### TASK DESCRIPTION
Whenever a line in the entries includes the word "UNSPECIFIED", copy that line out.

*** Block opens ***

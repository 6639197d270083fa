//! crates/listener/src/config.rs
//! Settings for the two listener variants.

use std::net::{Ipv4Addr, SocketAddr};
use std::time::Duration;

use super::app_index::AppIndex;

/// Multicast group control datagrams are sent to unless configured otherwise.
pub const DEFAULT_GROUP: Ipv4Addr = Ipv4Addr::new(226, 1, 1, 1);

/// Longest a listener blocks in one syscall before checking for shutdown.
pub const DEFAULT_POLL_INTERVAL: Duration = Duration::from_millis(100);

/// Time an accepted TCP client has to send its level byte.
pub const DEFAULT_READ_TIMEOUT: Duration = Duration::from_secs(5);

/// Shortest poll interval or read timeout a listener accepts. Shorter
/// durations, zero included, are raised to this value: sockets treat a zero
/// timeout as "block forever" or reject it outright.
pub const MIN_TIMEOUT: Duration = Duration::from_millis(1);

const fn at_least_min(duration: Duration) -> Duration {
    if duration.as_nanos() < MIN_TIMEOUT.as_nanos() {
        MIN_TIMEOUT
    } else {
        duration
    }
}

/// Which listener to run.
#[derive(Clone, Debug, Eq, PartialEq)]
pub enum SourceConfig {
    /// Control words received on a UDP multicast group.
    Multicast(MulticastConfig),
    /// Single digits received over TCP connections.
    Tcp(TcpConfig),
}

impl SourceConfig {
    /// Short name of the variant, used in thread names.
    #[must_use]
    pub const fn variant(&self) -> &'static str {
        match self {
            Self::Multicast(_) => "multicast",
            Self::Tcp(_) => "tcp",
        }
    }
}

impl From<MulticastConfig> for SourceConfig {
    fn from(config: MulticastConfig) -> Self {
        Self::Multicast(config)
    }
}

impl From<TcpConfig> for SourceConfig {
    fn from(config: TcpConfig) -> Self {
        Self::Tcp(config)
    }
}

/// Settings for the multicast listener.
///
/// The socket is always bound to `0.0.0.0:<port>`; `interface` only selects
/// the interface used to join the group.
#[derive(Clone, Debug, Eq, PartialEq)]
pub struct MulticastConfig {
    app: AppIndex,
    port: u16,
    group: Ipv4Addr,
    interface: Ipv4Addr,
    poll_interval: Duration,
}

impl MulticastConfig {
    /// Listener for application `app` on `port`, joining [`DEFAULT_GROUP`].
    #[must_use]
    pub const fn new(app: AppIndex, port: u16) -> Self {
        Self {
            app,
            port,
            group: DEFAULT_GROUP,
            interface: Ipv4Addr::UNSPECIFIED,
            poll_interval: DEFAULT_POLL_INTERVAL,
        }
    }

    /// Joins `group` instead of the default.
    #[must_use]
    pub const fn with_group(mut self, group: Ipv4Addr) -> Self {
        self.group = group;
        self
    }

    /// Joins the group on `interface`.
    #[must_use]
    pub const fn with_interface(mut self, interface: Ipv4Addr) -> Self {
        self.interface = interface;
        self
    }

    /// Overrides [`DEFAULT_POLL_INTERVAL`], raised to at least
    /// [`MIN_TIMEOUT`].
    #[must_use]
    pub const fn with_poll_interval(mut self, interval: Duration) -> Self {
        self.poll_interval = at_least_min(interval);
        self
    }

    /// Application addressed by this listener.
    #[must_use]
    pub const fn app(&self) -> AppIndex {
        self.app
    }

    /// UDP port.
    #[must_use]
    pub const fn port(&self) -> u16 {
        self.port
    }

    /// Multicast group.
    #[must_use]
    pub const fn group(&self) -> Ipv4Addr {
        self.group
    }

    /// Interface used for the group membership.
    #[must_use]
    pub const fn interface(&self) -> Ipv4Addr {
        self.interface
    }

    /// Receive timeout between shutdown checks.
    #[must_use]
    pub const fn poll_interval(&self) -> Duration {
        self.poll_interval
    }
}

/// Settings for the TCP listener.
#[derive(Clone, Debug, Eq, PartialEq)]
pub struct TcpConfig {
    address: SocketAddr,
    poll_interval: Duration,
    read_timeout: Duration,
}

impl TcpConfig {
    /// Listener bound to `address`.
    #[must_use]
    pub const fn new(address: SocketAddr) -> Self {
        Self {
            address,
            poll_interval: DEFAULT_POLL_INTERVAL,
            read_timeout: DEFAULT_READ_TIMEOUT,
        }
    }

    /// Listener bound to `0.0.0.0:<port>`.
    #[must_use]
    pub const fn on_port(port: u16) -> Self {
        Self::new(SocketAddr::new(
            std::net::IpAddr::V4(Ipv4Addr::UNSPECIFIED),
            port,
        ))
    }

    /// Overrides [`DEFAULT_POLL_INTERVAL`], raised to at least
    /// [`MIN_TIMEOUT`].
    #[must_use]
    pub const fn with_poll_interval(mut self, interval: Duration) -> Self {
        self.poll_interval = at_least_min(interval);
        self
    }

    /// Overrides [`DEFAULT_READ_TIMEOUT`], raised to at least [`MIN_TIMEOUT`].
    #[must_use]
    pub const fn with_read_timeout(mut self, timeout: Duration) -> Self {
        self.read_timeout = at_least_min(timeout);
        self
    }

    /// Address the listening socket is bound to.
    #[must_use]
    pub const fn address(&self) -> SocketAddr {
        self.address
    }

    /// Sleep between accept attempts when no client is waiting.
    #[must_use]
    pub const fn poll_interval(&self) -> Duration {
        self.poll_interval
    }

    /// Read timeout applied to accepted connections.
    #[must_use]
    pub const fn read_timeout(&self) -> Duration {
        self.read_timeout
    }
}

#[cfg(test)]
mod tests {
    use super::*;

    #[test]
    fn multicast_defaults() {
        let app = AppIndex::new(3).expect("index");
        let config = MulticastConfig::new(app, 43555);
        assert_eq!(config.group(), Ipv4Addr::new(226, 1, 1, 1));
        assert_eq!(config.interface(), Ipv4Addr::UNSPECIFIED);
        assert_eq!(config.poll_interval(), Duration::from_millis(100));
        assert_eq!(SourceConfig::from(config).variant(), "multicast");
    }

    #[test]
    fn tcp_on_port_binds_all_interfaces() {
        let config = TcpConfig::on_port(43556).with_read_timeout(Duration::from_secs(1));
        assert_eq!(config.address().to_string(), "0.0.0.0:43556");
        assert_eq!(config.read_timeout(), Duration::from_secs(1));
        assert_eq!(SourceConfig::from(config).variant(), "tcp");
    }

    #[test]
    fn zero_durations_are_raised_to_minimum() {
        let app = AppIndex::new(1).expect("index");
        let multicast = MulticastConfig::new(app, 0).with_poll_interval(Duration::ZERO);
        assert_eq!(multicast.poll_interval(), MIN_TIMEOUT);

        let tcp = TcpConfig::on_port(0)
            .with_poll_interval(Duration::ZERO)
            .with_read_timeout(Duration::from_nanos(10));
        assert_eq!(tcp.poll_interval(), MIN_TIMEOUT);
        assert_eq!(tcp.read_timeout(), MIN_TIMEOUT);

        let tcp = TcpConfig::on_port(0).with_read_timeout(Duration::from_millis(250));
        assert_eq!(tcp.read_timeout(), Duration::from_millis(250));
    }
}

*** Block closes ***

### EXPECTED OUTPUT
            interface: Ipv4Addr::UNSPECIFIED,
            std::net::IpAddr::V4(Ipv4Addr::UNSPECIFIED),
        assert_eq!(config.interface(), Ipv4Addr::UNSPECIFIED);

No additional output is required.